Brookes secured £300,000 in ‘corn money’ to set up the food centre from the Higher Education Funding Council for England. Money accrued from commercial work for the food industry has also been invested in the project.

Brookes’s nutrition and food research group was already internationally recognised, offering research and consultancy services to the food industry, the United Nations and various Government agencies.

In recent years they have developed low GI (glycaemic index) bread, a salt substitute and a low-fat potato chip, with Brookes already the largest GI testing centre in Europe. The glycaemic index (GI) is a way of ranking individual foods according to the effect they have on blood-sugar levels — how quickly they are digested. Rapid rises and falls in blood sugar affect energy levels and can trigger over-eating.

Low GI foods, says Prof Henry, are the scientific paradigm of foods that our mothers and grandmothers knew intuitively as healthy — oats, barley, rye, dried fruits, lentils, fruit, vegetables and wholegrains. They help weight loss, too, because they are digested slowly and create fewer hunger pangs. They bring down cholesterol levels and reduce the risk of diabetes by keeping blood sugar levels under control.

But processing, refining and cooking food makes the carbohydrate more digestible, and also raises the GI ranking. One project he undertook for Tesco involved testing composite foods, such as shepherds pie and steak and kidney pie, for their GI rating.

Ready meals are not necessarily bad meals, he says, but the way foods interact with one another affects the index. In one recent interview he said: “Not all processed food is bad. The excitement is that it can be used to reduce the GI in foods.”

Antioxidants is another area that Prof Henry, his deputy Dr Helen Lightowler and the centre’s 12-strong team will be focusing on. Diets and creams claiming to have antioxidant properties capable of everything from reducing the risk of cancer to cheating ageing are common but may ultimately be worthless in many cases.

“We are now in a situation where the consumer still doesn’t have the information to make choices.
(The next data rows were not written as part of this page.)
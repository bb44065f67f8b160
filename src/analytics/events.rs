// Interaction event log

use serde::{Deserialize, Serialize};

/// Kind of learner interaction with the audio timeline
#[derive(Debug, Clone, Copy, PartialEq, Eq, Hash, Serialize, Deserialize)]
#[serde(rename_all = "snake_case")]
pub enum InteractionKind {
    Replay,
    Pause,
    SeekForward,
    SeekBackward,
}

/// One interaction, stamped with both clocks
#[derive(Debug, Clone, Copy, PartialEq, Serialize, Deserialize)]
pub struct InteractionEvent {
    pub kind: InteractionKind,
    /// Audio time (seconds) the interaction applies to
    pub audio_time: f64,
    /// Milliseconds since the Unix epoch
    pub wall_clock_ms: u64,
}

/// Append-only interaction log
///
/// The replay count is derived from the log rather than kept separately,
/// so the two can never disagree.
#[derive(Debug, Clone, Default, PartialEq, Serialize, Deserialize)]
pub struct InteractionLog {
    events: Vec<InteractionEvent>,
}

impl InteractionLog {
    pub fn new() -> Self {
        Self::default()
    }

    pub fn append(&mut self, kind: InteractionKind, audio_time: f64, wall_clock_ms: u64) {
        self.events.push(InteractionEvent {
            kind,
            audio_time,
            wall_clock_ms,
        });
    }

    pub fn events(&self) -> &[InteractionEvent] {
        &self.events
    }

    pub fn iter(&self) -> impl Iterator<Item = &InteractionEvent> {
        self.events.iter()
    }

    pub fn len(&self) -> usize {
        self.events.len()
    }

    pub fn is_empty(&self) -> bool {
        self.events.is_empty()
    }

    pub fn count(&self, kind: InteractionKind) -> usize {
        self.events.iter().filter(|event| event.kind == kind).count()
    }

    pub fn replay_count(&self) -> usize {
        self.count(InteractionKind::Replay)
    }
}

#[cfg(test)]
mod tests {
    use super::*;

    #[test]
    fn test_counts_by_kind() {
        let mut log = InteractionLog::new();
        log.append(InteractionKind::Replay, 0.0, 10);
        log.append(InteractionKind::Pause, 4.2, 20);
        log.append(InteractionKind::SeekForward, 8.0, 30);
        log.append(InteractionKind::Replay, 0.0, 40);

        assert_eq!(log.len(), 4);
        assert_eq!(log.replay_count(), 2);
        assert_eq!(log.count(InteractionKind::Pause), 1);
        assert_eq!(log.count(InteractionKind::SeekBackward), 0);
    }

    #[test]
    fn test_iteration_preserves_append_order() {
        let mut log = InteractionLog::new();
        log.append(InteractionKind::SeekBackward, 1.0, 5);
        log.append(InteractionKind::Pause, 2.0, 6);

        let kinds: Vec<_> = log.iter().map(|event| event.kind).collect();
        assert_eq!(
            kinds,
            vec![InteractionKind::SeekBackward, InteractionKind::Pause]
        );
    }

    #[test]
    fn test_event_wire_format() {
        let event = InteractionEvent {
            kind: InteractionKind::SeekForward,
            audio_time: 3.5,
            wall_clock_ms: 99,
        };
        let json = serde_json::to_value(event).unwrap();
        assert_eq!(json["kind"], "seek_forward");
        assert_eq!(json["wall_clock_ms"], 99);
    }
}
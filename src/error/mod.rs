// Error types for the listening tutor core
//
// This module defines custom error types for session and playback operations,
// providing structured error handling with stable error codes that a UI shell
// can map to its own messages.

mod playback;
mod session;

pub use playback::{log_playback_error, PlaybackError, PlaybackErrorCodes};
pub use session::{log_session_error, SessionError, SessionErrorCodes, USER_FACING_START_ERROR};

/// Error codes for structured error reporting
///
/// This trait provides a standard way to get error codes and messages
/// from custom error types, enabling consistent error handling across
/// the boundary to the UI shell.
pub trait ErrorCode {
    /// Get the numeric error code
    fn code(&self) -> i32;

    /// Get the human-readable error message
    fn message(&self) -> String;
}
The information is skewed and biased. For example people buy cranberry juice because it tells them it is an antioxidant food. But it doesn’t mean it is going to improve their health and whether the money would not have been better spent on fruit.”

The school will soon require a steady stream of volunteers to take part in experiments and randomised control trials running from one day to several weeks, while companies commissioning work from the food centre will be made aware of that the ownership of the data and results remains with Brookes.

“We make it clear that they are not able to influence the outcome of results in any way,” said Prof Henry. “ Our independence cannot be compromised in any way.”

And the food centre is hoping it will get to work with small local firms as well as major manufacturers. Any local sausage maker wishing to produce a new low-fat product would be as welcome as any supermarket chain, he says.

The centre will be supported by the Brookes Schools of Health, Social Care and Social Science and Law. For it seems that it will concentrate on the social aspects of food, as well as its scientific characteristics.

The link between poverty and poor diet, is simply too big an issue to ignore.

He gives the example of the difficulties a mother of five, living in a high-rise flat, faces in carrying the recommended amounts of fruit and vegetables home, even if she wanted to and could afford it.

He also shares his friend Raymond Blanc’s sense of shock about how rarely the modern British family actually sits down together for a meal. Food can alter your appetite, but so to does the way you eat it and the people you eat it with.

He immediately chuckles, as he recalled how difficult it is to be home in time to eat with his wife, who works as a school teacher.

For there is nothing of the zealot about Prof Henry, who certainly does not see himself as any kind of ‘food tsar’.

“We just want to be able to offer a service that looks at food from the farm to the fork,” he says.

That would seem to be more than enough for starters.